Wilson and Cunningham held
exactly the same plummy committee assignments in
the House of Representatives - the Defense
Appropriations Sub-committee plus the Intelligence
Oversight Committee - from which they could dole
out large sums
of
public money with little or no input from their
colleagues or constituents.
Both
men flagrantly abused their positions - but with
radically different consequences. Cunningham went
to jail because he was too stupid to know how to
game the system - retire and become a lobbyist -
whereas Wilson received the Central Intelligence
Agency (CIA) Clandestine Service's first "honored
colleague"
award ever given to an outsider and
went on to become a US$360,000 per annum lobbyist
for Pakistan.
In a secret ceremony at CIA
headquarters on June 9, 1993, James Woolsey, Bill
Clinton's first Director of Central Intelligence
and one of the agency's least competent chiefs in
its checkered history, said: "The defeat and
breakup of the Soviet empire is one of the great
events of world history. There were many heroes in
this battle, but to Charlie Wilson must go a
special recognition." One important part of that
recognition, studiously avoided by the CIA and
most subsequent American writers on the subject,
is that Wilson's activities in Afghanistan led
directly to a chain of blowback that culminated in
the attacks of September 11, 2001, and led to the
United States' current status as the most hated
nation on Earth.
On May 25, 2003, (the
same month George W Bush stood on the flight deck
of the USS Abraham Lincoln under a
White-House-prepared "Mission Accomplished" banner
and proclaimed "major combat operations" at an end
in Iraq), I published a review in the Los Angeles
Times of the book that provides the data for the
film Charlie Wilson's War. The original
edition of the book carried the subtitle, "The
Extraordinary Story of the Largest Covert
Operation in History - the Arming of the
Mujahideen." [1] The 2007 paperbound edition was
subtitled, "The Extraordinary Story of How the
Wildest Man in Congress and a Rogue CIA Agent
Changed the History of Our Times." Neither the
claim that the Afghan operations were covert nor
that they changed history is precisely true.

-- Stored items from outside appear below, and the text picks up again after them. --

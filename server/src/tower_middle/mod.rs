/// Tower middleware module
///
/// Layers wrapped around the router before it is handed to hyper.
pub mod tower_cors;

pub use tower_cors::cors_layer;
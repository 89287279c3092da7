use argon2::{
    Argon2,
    password_hash::{PasswordHasher, SaltString},
};
use rand::rngs::OsRng;

/// Hash a password using Argon2id.
pub fn hash_password(password: &str) -> anyhow::Result<String> {
    let salt = SaltString::generate(&mut OsRng);

    Argon2::default()
        .hash_password(password.as_bytes(), &salt)
        .map(|hash| hash.to_string())
        .map_err(|e| anyhow::anyhow!("Password hashing failed: {}", e))
}

/// Validate password strength (min 8 chars, at least one number, one letter)
pub fn is_strong_password(password: &str) -> bool {
    if password.chars().count() < 8 {
        return false;
    }

    let has_letter = password.chars().any(|c| c.is_alphabetic());
    let has_number = password.chars().any(|c| c.is_numeric());

    has_letter && has_number
}
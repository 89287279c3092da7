pub mod error;
pub mod google;
pub mod login;
pub mod token;

pub use error::AuthError;
pub use google::{ExternalIdentity, GoogleVerifier, IdentityVerifier};
pub use token::{AuthContext, IssuedToken, TokenIssuer};
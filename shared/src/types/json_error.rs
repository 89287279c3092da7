use serde::{Deserialize, Serialize};

/// Body of every error response: `{"error": "..."}`
#[derive(Debug, Clone, Serialize, Deserialize, PartialEq)]
pub struct ErrorResponse {
    pub error: String,
}

impl ErrorResponse {
    pub fn new(message: impl Into<String>) -> Self {
        Self {
            error: message.into(),
        }
    }
}

/// Body of update responses: `{"status": "success"}`
#[derive(Debug, Clone, Serialize, Deserialize, PartialEq)]
pub struct StatusResponse {
    pub status: String,
}

impl StatusResponse {
    pub fn success() -> Self {
        Self {
            status: "success".to_string(),
        }
    }
}
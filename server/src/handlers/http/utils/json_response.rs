use anyhow::{Context, Result, anyhow};
use bytes::Bytes;
use http_body_util::combinators::BoxBody;
use http_body_util::{BodyExt, Full};
use hyper::{Response, StatusCode, header};
use serde::Serialize;
use std::convert::Infallible;
use tracing::{debug, error};

use shared::types::ErrorResponse;

pub type JsonResponse = Response<BoxBody<Bytes, Infallible>>;

pub fn full<T: Into<Bytes>>(chunk: T) -> BoxBody<Bytes, Infallible> {
    Full::new(chunk.into()).boxed()
}

/// Serialize any `Serialize` type and deliver it as a JSON response.
pub fn deliver_serialized_json<T: Serialize>(data: &T, status: StatusCode) -> Result<JsonResponse> {
    let json = serde_json::to_string(data).context("Failed to serialize response")?;

    debug!("Delivering serialized JSON response, size: {} bytes", json.len());

    Response::builder()
        .status(status)
        .header(header::CONTENT_TYPE, "application/json")
        .body(full(json))
        .map_err(|e| anyhow!("Failed to build JSON response: {}", e))
}

/// `{"error": message}` with the given status.
pub fn deliver_error_json(message: &str, status: StatusCode) -> Result<JsonResponse> {
    deliver_serialized_json(&ErrorResponse::new(message), status)
}

/// Last-resort 500 for when building a JSON response itself failed.
pub fn fallback_error() -> JsonResponse {
    error!("Falling back to plain internal error response");
    let mut response = Response::new(full(r#"{"error":"internal server error"}"#));
    *response.status_mut() = StatusCode::INTERNAL_SERVER_ERROR;
    response.headers_mut().insert(
        header::CONTENT_TYPE,
        header::HeaderValue::from_static("application/json"),
    );
    response
}

#[cfg(test)]
mod tests {
    use super::*;

    async fn body_json(response: JsonResponse) -> serde_json::Value {
        let bytes = response.into_body().collect().await.unwrap().to_bytes();
        serde_json::from_slice(&bytes).unwrap()
    }

    #[tokio::test]
    async fn error_body_has_single_error_key() {
        let response = deliver_error_json("nope", StatusCode::BAD_REQUEST).unwrap();
        assert_eq!(response.status(), StatusCode::BAD_REQUEST);
        assert_eq!(
            response.headers()[header::CONTENT_TYPE],
            "application/json"
        );
        assert_eq!(body_json(response).await, serde_json::json!({"error": "nope"}));
    }

    #[tokio::test]
    async fn fallback_is_valid_json() {
        let response = fallback_error();
        assert_eq!(response.status(), StatusCode::INTERNAL_SERVER_ERROR);
        assert_eq!(body_json(response).await["error"], "internal server error");
    }
}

In my review of the book, I wrote,
The Central Intelligence Agency has
an almost unblemished record of screwing up
every "secret" armed intervention it ever
undertook. From the overthrow of the Iranian
government in 1953 through the rape of Guatemala
in 1954, the Bay of Pigs, the failed attempts to
assassinate Fidel Castro of Cuba and Patrice
Lumumba of the Congo, the Phoenix Program in
Vietnam, the "secret war" in Laos, aid to the
Greek colonels who seized power in 1967, the
1973 killing of president Allende in Chile, and
Ronald Reagan's Iran-Contra war against
Nicaragua, there is not a single instance in
which the agency's activities did not prove
acutely embarrassing to the United States and
devastating to the people being "liberated". The
CIA continues to get away with this bungling
primarily because its budget and operations have
always been secret and Congress is normally too
indifferent to its constitutional functions to
rein in a rogue bureaucracy. Therefore the tale
of a purported CIA success story should be of
some interest.
According to the author
of Charlie Wilson's War, the exception to
CIA incompetence was the arming between 1979 and
1988 of thousands of Afghan mujahideen ("freedom
fighters"). The agency flooded Afghanistan with
an incredible array of extremely dangerous
weapons and "unapologetically mov[ed] to equip
and train cadres of high tech holy warriors in
the art of waging a war of urban terror against
a modern superpower [in this case, the USSR].
The author of this glowing account, [the
late] George Crile, was a veteran producer for
the CBS television news show 60 Minutes
and an exuberant Tom Clancy-type enthusiast for
the Afghan caper. He argues that the US's
clandestine involvement in Afghanistan was "the
largest and most successful CIA operation in
history", "the one morally unambiguous crusade
of our time", and that "there was nothing so
romantic and exciting as this war against the
Evil Empire". Crile's sole measure of success is
killed Soviet soldiers (about 15,000), which
undermined Soviet morale and contributed to the
disintegration of the Soviet Union in the period
1989 to 1991. That's the successful part.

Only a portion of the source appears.